Charlie Watts: Miss you
On August 24, 2021, the Rolling Stones shared some heartbreaking news in the form of a statement that read, in part: "It is with immense sadness that we announce the death of our beloved Charlie Watts. He passed away peacefully in a London hospital earlier today surrounded by his family."
Details — amid a request for privacy — were sparse, but Variety noted that his passing came not long after he pulled out of a rescheduled, post-COVID concert tour. He was replaced by Steve Jordan, and Watts explained, "For once my timing has been a little off. I am working hard to get fully fit but I have today accepted on the advice of the experts that this will take a while."

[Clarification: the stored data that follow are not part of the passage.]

//! Error types. Every variant is a validation failure: the operation that
//! returned it left the simulation unchanged.

use crate::components::{Feature, TenantKind};
use thiserror::Error;

/// Floor and tile registry failures
#[derive(Debug, Clone, PartialEq, Eq, Error)]
pub enum GridError {
    #[error("floor {0} already exists")]
    FloorExists(i32),
    #[error("floor {0} is outside the buildable range")]
    OutOfRange(i32),
    #[error("floor {0} must be built next to an existing floor")]
    NotAdjacent(i32),
    #[error("floor {0} does not exist")]
    NoSuchFloor(i32),
    #[error("tiles {start}..{end} on floor {floor} are out of bounds")]
    OutOfBounds { floor: i32, start: i32, end: i32 },
    #[error("space occupied on floor {floor} at x={x}")]
    SpaceOccupied { floor: i32, x: i32 },
}

/// Build, demolish and spawn failures
#[derive(Debug, Clone, PartialEq, Eq, Error)]
pub enum BuildError {
    #[error(transparent)]
    Grid(#[from] GridError),
    #[error("insufficient funds: {cost} required")]
    InsufficientFunds { cost: i64 },
    #[error("feature not unlocked: {0}")]
    FeatureLocked(Feature),
    #[error("{kind} cannot be built on floor {floor}")]
    FloorNotAllowed { kind: TenantKind, floor: i32 },
    #[error("elevator shafts may not overlap (x={x})")]
    ShaftOverlap { x: i32 },
    #[error("shaft at x={x} already has the maximum number of cars")]
    ShaftFull { x: i32 },
    #[error("shaft at x={x} is in use")]
    ShaftInUse { x: i32 },
    #[error("unit at floor {floor}, x={x} is in use")]
    UnitInUse { floor: i32, x: i32 },
    #[error("nothing to demolish on floor {floor} at x={x}")]
    NothingToDemolish { floor: i32, x: i32 },
    #[error("no elevator connects floor {from} to floor {to}")]
    NoRoute { from: i32, to: i32 },
    #[error("no {0} unit available")]
    NoTenant(TenantKind),
    #[error("no unit at floor {floor}, x={x}")]
    NoSuchUnit { floor: i32, x: i32 },
    #[error("person no longer exists")]
    NoSuchPerson,
    #[error("person is {state} and cannot start a new trip")]
    PersonInTransit { state: &'static str },
}

/// Configuration loading failures
#[derive(Debug, Error)]
pub enum ConfigError {
    #[error("config parse error: {0}")]
    Parse(#[from] serde_json::Error),
    #[error("invalid config: {0}")]
    Invalid(String),
}

#[cfg(test)]
mod tests {
    use super::*;

    #[test]
    fn test_grid_error_converts() {
        let err: BuildError = GridError::NoSuchFloor(3).into();
        assert_eq!(err, BuildError::Grid(GridError::NoSuchFloor(3)));
        assert_eq!(err.to_string(), "floor 3 does not exist");
    }

    #[test]
    fn test_messages_name_the_feature() {
        let err = BuildError::FeatureLocked(Feature::Hotel);
        assert_eq!(err.to_string(), "feature not unlocked: hotel");
    }
}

Watts had undergone an unspecified medical procedure, and while doctors had said it was "completely successful," a subsequent recovery period was necessary.
He last performed with the group at an August 2019 concert in Miami and during a pandemic live-stream in 2020. He is survived by his wife, Shirley — who he married in 1964 — and their daughter, Serafina. He was 80 years old and had been a member of the Stones for 58 of those years. Keith Richards once summed up what it was like to work with him: "... Charlie Watts is one of the best hidden assets I've had ... I can throw him ideas and I never have to worry about the beat ... It's a blessing."